In 2015, Spencer found a reliable partner to help him start his business. Creating his own pharmaceutical company, wholesaling HIV medication directly to pharmacies.

Within two years, his company grew to 12 employees. He decided alongside his pharmacy business he would start investing in the cannabis industry.

“It took a whole year and a half to break even on a $2-million-dollar investment,” Spencer said, “We had a lot of fails, each fail meant a $50–80,000 loss, we faced seven of those in the first year.”

After learning his lesson, Spencer opened a second cannabis company in 2018 that took eight months to become profitable.

In 2018, seeing his pharmaceutical business growing, Spencer decided to open his own pharmacy in Palm Springs, where a lot of patients were located. He no longer needed to be the middleman between supply and demand. Spencer, having to wait over a year for a pharmacy license focused on another business avenue; men’s health.

Along with the pharmacy, he planned on opening up a men’s health clinic to provide discreet wellness care for HIV, STDs and hormone therapy. Before the health clinic could open, Spencer’s pharmacy business got hit with a huge setback.

In June of 2019, only two months after Spencer received a pharmacy license. He received news that the reimbursement tables for Medicaid and Medi-Cal changed, causing the independent pharmacy chain to crash. Ruining his pharmacy, as well as his men’s health clinic.

After being forced to walk away from a $300,000 investment that was two years in the making, Spencer gives himself two weeks to wallow before he’s back with his team ready to go onto the next job.

“I took a step back and saw all the positive things that came out of those two years,” Spencer said, “All the help we provided and the good people I got to meet. Overall, it was a great lesson learned.”

With the current success of his cannabis business and recently acquiring a vending machine business, Spencer had some financial comfort to create new startups.

Instead of wasting the space of the men’s health clinic, Spencer and his team took three months to pivot it into a medical spa, “EnVe California Aesthetics.” Where you can receive laser treatments, Botox, fillers, or facials; he already sent out special deals for his soft opening for December before officially opening in January.

While Spencer put the finishing touches on EnVe, he and his team have already started working on two new projects, Stem Cell treatments, and a skincare line.

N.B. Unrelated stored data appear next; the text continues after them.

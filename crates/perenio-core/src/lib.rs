//! Host-facing layer on top of `perenio-api`.
//!
//! - **[`Integration`]**: lifecycle of one configured account.
//!   [`setup_entry()`](Integration::setup_entry) logs in,
//!   [`discover_cameras()`](Integration::discover_cameras) builds entities,
//!   [`spawn_polling()`](Integration::spawn_polling) keeps them fresh, and
//!   [`unload()`](Integration::unload) tears it all down.
//!
//! - **[`CameraEntity`]**: one camera with its identity, registry info,
//!   state attributes, and media calls.
//!
//! - **[`validate_credentials`]**: login probe for configuration forms.

pub mod config;
pub mod entity;
pub mod error;
pub mod flow;
pub mod integration;

pub use config::{DEFAULT_SCAN_INTERVAL, IntegrationConfig};
pub use entity::{CameraEntity, DEFAULT_MODEL, DOMAIN, DeviceInfo, MANUFACTURER};
pub use error::{CoreError, FlowError};
pub use flow::validate_credentials;
pub use integration::Integration;
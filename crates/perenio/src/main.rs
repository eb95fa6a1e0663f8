mod cli;
mod commands;
mod config;
mod error;
mod output;

use clap::Parser;
use tracing_subscriber::EnvFilter;

use crate::cli::{Cli, Command};
use crate::error::CliError;

#[tokio::main]
async fn main() {
    let cli = Cli::parse();

    init_tracing(cli.global.verbose);

    if let Err(err) = run(cli).await {
        let code = err.exit_code();
        eprintln!("{:?}", miette::Report::new(err));
        std::process::exit(code);
    }
}

fn init_tracing(verbosity: u8) {
    let filter = match verbosity {
        0 => "warn",
        1 => "info",
        2 => "debug",
        _ => "trace",
    };

    tracing_subscriber::fmt()
        .with_env_filter(
            EnvFilter::try_from_default_env().unwrap_or_else(|_| EnvFilter::new(filter)),
        )
        .with_target(false)
        .with_writer(std::io::stderr)
        .init();
}

async fn run(cli: Cli) -> Result<(), CliError> {
    match cli.command {
        // Config commands don't need an account
        Command::Config(args) => commands::config_cmd::handle(args, &cli.global),

        cmd => {
            let resolved = config::resolve(&cli.global)?;
            commands::dispatch(cmd, resolved, &cli.global).await
        }
    }
}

Spencer puts all his dedication into his projects, he believes in his startups and looks forward to watching them grow. Today, he currently runs three businesses; EnVe California Aesthetics his medical spa, The LV Co., his vending machines, Green Street, his cannabis company. Soon to be starting Amphora, his Stem Cell company, and Glow Gang, his skincare line.

“It’s not about the money,” Spencer said, “It’s about the passion of creating jobs and an environment where people are happy to come to work.”

After speaking with Spencer about his life, personal and work, it’s clear that he is an innovative, dedicated, ambitious, and overall compassionate person.

He bought out his friends vending machine business because he knew he needed help, in doing that he created jobs for two of his close friends, who he knew needed work. He’s always looking to create new opportunities so he can make a difference in others’ lives.

It’s inspiring to hear Spencer’s story, it teaches us the valuable lesson of getting back up after a fall.

He’s a true role model.

Even after dropping out of school, constantly getting set back after set back, he never ventured away from his goals.

Now, he is the friend people are reaching out to for business advice or financial help, and he’s always there to help a friend in need.

The biggest message that Spencer couldn’t emphasis enough, “If you let failures stop you, you’ll never get where you want to go.”